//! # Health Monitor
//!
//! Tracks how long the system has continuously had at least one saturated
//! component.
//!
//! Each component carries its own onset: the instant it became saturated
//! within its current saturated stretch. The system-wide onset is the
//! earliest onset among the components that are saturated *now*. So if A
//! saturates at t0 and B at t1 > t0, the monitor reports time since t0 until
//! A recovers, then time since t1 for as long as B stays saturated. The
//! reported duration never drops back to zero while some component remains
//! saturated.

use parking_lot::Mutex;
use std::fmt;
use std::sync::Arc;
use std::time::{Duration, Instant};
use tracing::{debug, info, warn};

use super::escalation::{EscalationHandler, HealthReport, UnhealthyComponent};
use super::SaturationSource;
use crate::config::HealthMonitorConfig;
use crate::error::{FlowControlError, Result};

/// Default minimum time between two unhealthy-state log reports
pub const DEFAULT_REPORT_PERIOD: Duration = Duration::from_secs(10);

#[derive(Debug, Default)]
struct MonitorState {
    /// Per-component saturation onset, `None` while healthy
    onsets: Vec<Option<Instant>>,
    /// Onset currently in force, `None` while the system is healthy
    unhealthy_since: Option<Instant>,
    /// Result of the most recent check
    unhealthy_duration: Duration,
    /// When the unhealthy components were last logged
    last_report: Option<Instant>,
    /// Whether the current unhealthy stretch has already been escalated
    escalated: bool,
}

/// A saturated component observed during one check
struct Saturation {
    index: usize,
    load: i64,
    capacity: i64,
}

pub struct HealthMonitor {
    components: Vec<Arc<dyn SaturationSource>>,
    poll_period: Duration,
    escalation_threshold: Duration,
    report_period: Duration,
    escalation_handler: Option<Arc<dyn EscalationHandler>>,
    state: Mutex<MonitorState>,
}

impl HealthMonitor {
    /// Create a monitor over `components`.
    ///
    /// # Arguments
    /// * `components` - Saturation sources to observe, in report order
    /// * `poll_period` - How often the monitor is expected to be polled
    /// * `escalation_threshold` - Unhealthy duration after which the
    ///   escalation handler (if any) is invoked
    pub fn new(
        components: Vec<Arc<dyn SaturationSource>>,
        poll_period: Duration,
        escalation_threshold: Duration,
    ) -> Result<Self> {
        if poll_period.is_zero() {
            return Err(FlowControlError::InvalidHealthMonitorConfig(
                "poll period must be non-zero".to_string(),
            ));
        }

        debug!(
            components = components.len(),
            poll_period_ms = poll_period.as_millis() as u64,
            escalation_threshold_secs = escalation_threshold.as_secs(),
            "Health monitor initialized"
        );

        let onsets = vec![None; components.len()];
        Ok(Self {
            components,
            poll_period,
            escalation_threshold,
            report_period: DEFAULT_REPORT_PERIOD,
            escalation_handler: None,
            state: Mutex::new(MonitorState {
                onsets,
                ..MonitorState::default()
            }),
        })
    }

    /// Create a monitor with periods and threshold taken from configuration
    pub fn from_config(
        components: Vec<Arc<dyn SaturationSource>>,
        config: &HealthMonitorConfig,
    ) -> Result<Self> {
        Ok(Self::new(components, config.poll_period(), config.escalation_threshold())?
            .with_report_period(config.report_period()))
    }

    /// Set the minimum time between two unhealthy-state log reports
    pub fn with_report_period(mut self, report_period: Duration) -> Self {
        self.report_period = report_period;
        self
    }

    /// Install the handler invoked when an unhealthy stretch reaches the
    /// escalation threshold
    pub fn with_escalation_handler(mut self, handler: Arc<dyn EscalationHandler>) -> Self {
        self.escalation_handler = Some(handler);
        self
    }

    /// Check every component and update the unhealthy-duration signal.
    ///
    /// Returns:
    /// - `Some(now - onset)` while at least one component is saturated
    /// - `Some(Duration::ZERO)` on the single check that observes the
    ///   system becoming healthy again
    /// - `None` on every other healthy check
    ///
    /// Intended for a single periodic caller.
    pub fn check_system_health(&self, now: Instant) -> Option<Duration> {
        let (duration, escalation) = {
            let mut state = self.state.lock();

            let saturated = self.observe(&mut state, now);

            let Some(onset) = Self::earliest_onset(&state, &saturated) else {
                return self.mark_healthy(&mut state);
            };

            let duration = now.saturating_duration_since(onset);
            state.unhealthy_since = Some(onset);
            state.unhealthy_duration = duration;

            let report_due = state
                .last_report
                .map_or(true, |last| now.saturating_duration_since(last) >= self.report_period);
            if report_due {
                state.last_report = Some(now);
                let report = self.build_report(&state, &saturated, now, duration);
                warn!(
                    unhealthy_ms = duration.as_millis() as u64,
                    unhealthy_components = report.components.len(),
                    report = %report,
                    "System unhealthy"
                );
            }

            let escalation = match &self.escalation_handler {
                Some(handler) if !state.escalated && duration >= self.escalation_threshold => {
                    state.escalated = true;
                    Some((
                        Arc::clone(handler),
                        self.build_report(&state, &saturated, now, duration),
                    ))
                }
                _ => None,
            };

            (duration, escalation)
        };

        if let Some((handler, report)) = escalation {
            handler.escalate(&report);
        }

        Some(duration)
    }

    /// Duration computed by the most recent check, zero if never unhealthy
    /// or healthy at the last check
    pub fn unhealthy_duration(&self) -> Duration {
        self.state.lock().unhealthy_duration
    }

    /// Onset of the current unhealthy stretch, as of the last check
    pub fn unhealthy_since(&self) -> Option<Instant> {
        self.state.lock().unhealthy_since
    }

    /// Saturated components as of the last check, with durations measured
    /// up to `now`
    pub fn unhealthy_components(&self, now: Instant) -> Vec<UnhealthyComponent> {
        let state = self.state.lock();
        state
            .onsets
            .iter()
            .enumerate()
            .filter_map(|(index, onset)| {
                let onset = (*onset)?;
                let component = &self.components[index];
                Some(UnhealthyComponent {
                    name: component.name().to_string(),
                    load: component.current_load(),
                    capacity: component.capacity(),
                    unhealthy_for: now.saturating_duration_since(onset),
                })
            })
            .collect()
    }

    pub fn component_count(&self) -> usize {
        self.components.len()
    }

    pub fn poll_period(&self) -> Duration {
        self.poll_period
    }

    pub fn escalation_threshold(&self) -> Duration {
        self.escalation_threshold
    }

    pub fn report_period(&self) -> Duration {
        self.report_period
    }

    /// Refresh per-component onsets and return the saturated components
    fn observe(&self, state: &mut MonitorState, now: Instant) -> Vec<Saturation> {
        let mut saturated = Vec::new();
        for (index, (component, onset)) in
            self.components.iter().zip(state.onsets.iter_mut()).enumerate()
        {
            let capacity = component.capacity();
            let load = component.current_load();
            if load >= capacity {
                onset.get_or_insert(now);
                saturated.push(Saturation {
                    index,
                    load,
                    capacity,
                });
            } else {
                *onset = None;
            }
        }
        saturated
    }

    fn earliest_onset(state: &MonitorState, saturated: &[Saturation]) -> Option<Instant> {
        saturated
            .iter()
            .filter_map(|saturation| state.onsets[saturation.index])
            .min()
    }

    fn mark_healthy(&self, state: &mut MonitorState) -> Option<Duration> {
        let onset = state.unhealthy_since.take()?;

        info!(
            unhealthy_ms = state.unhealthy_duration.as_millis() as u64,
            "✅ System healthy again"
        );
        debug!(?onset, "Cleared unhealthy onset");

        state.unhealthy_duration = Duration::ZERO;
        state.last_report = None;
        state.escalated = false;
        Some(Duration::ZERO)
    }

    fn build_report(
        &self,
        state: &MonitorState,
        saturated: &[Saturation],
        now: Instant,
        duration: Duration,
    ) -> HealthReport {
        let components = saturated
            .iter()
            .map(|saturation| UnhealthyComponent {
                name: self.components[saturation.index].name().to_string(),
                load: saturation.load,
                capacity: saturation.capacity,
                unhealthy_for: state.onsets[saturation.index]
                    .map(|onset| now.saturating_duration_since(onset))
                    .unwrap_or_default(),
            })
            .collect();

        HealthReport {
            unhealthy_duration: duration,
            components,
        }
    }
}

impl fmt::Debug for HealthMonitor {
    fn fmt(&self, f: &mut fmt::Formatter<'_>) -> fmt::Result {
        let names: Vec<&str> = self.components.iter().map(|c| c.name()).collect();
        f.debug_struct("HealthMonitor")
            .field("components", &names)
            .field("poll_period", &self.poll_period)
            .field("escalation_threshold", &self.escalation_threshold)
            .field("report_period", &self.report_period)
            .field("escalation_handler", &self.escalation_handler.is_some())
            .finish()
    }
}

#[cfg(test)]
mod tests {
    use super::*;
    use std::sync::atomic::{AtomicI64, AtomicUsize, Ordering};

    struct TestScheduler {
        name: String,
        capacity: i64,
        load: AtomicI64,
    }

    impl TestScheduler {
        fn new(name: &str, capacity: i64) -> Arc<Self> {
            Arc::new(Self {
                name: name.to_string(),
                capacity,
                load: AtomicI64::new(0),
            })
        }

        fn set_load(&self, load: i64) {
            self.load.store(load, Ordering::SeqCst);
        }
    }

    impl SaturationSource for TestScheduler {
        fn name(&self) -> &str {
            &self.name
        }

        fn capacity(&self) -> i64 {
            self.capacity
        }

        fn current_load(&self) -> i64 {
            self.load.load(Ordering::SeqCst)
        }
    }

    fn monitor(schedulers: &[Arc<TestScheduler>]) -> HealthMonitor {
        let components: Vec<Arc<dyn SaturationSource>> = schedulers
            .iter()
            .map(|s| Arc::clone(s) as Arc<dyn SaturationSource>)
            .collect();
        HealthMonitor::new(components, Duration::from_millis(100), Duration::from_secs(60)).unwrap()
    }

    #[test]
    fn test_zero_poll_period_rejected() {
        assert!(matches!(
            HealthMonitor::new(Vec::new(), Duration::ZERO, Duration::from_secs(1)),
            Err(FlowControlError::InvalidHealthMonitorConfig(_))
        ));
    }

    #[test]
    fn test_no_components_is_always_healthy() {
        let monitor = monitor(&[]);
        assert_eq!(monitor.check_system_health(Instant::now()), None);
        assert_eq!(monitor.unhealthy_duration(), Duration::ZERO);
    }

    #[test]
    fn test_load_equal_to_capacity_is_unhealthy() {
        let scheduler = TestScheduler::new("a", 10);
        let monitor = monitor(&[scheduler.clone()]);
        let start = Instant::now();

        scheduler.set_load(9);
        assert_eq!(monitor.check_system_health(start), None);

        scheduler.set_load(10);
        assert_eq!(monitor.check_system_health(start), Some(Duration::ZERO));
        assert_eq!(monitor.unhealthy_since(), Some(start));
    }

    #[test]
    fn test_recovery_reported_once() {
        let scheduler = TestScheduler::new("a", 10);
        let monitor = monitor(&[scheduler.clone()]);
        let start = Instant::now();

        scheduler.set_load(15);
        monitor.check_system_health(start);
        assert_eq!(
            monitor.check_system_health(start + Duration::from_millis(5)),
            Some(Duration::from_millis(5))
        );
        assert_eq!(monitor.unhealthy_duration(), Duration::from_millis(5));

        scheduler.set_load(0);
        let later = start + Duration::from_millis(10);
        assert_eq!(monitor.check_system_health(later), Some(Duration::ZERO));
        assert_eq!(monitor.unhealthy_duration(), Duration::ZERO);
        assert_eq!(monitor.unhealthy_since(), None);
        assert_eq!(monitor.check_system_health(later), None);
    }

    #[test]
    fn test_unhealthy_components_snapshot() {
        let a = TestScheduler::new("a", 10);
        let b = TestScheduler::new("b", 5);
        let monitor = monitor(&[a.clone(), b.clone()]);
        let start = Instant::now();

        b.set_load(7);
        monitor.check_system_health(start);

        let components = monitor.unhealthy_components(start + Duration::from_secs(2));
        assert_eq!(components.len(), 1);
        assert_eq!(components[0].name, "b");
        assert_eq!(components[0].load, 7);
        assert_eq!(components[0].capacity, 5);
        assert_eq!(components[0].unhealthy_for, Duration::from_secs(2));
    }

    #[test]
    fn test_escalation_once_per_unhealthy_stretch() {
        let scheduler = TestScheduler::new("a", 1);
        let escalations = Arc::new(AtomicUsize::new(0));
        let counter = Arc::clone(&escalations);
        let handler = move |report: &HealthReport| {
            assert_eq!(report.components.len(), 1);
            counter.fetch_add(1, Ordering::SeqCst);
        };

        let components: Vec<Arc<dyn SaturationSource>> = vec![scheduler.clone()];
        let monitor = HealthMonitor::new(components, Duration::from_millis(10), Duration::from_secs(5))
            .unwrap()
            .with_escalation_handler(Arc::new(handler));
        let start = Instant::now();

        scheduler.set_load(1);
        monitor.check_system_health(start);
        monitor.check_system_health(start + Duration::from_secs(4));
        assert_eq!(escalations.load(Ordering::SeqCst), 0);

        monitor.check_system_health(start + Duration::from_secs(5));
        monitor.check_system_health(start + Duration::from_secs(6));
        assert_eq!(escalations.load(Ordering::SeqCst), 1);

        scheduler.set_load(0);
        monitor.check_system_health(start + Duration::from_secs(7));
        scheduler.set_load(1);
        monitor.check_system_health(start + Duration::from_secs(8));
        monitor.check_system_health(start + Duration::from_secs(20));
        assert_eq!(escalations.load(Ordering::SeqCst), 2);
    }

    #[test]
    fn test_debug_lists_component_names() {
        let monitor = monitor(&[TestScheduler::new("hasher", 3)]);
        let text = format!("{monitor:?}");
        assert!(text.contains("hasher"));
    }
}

= Work item =
Each line from the start of the listing above through the line containing "saturated *now*. So if A" should be copied exactly, please, with no other lines added.

= Exercise result =
//! # Health Monitor
//!
//! Tracks how long the system has continuously had at least one saturated
//! component.
//!
//! Each component carries its own onset: the instant it became saturated
//! within its current saturated stretch. The system-wide onset is the
//! earliest onset among the components that are saturated *now*. So if A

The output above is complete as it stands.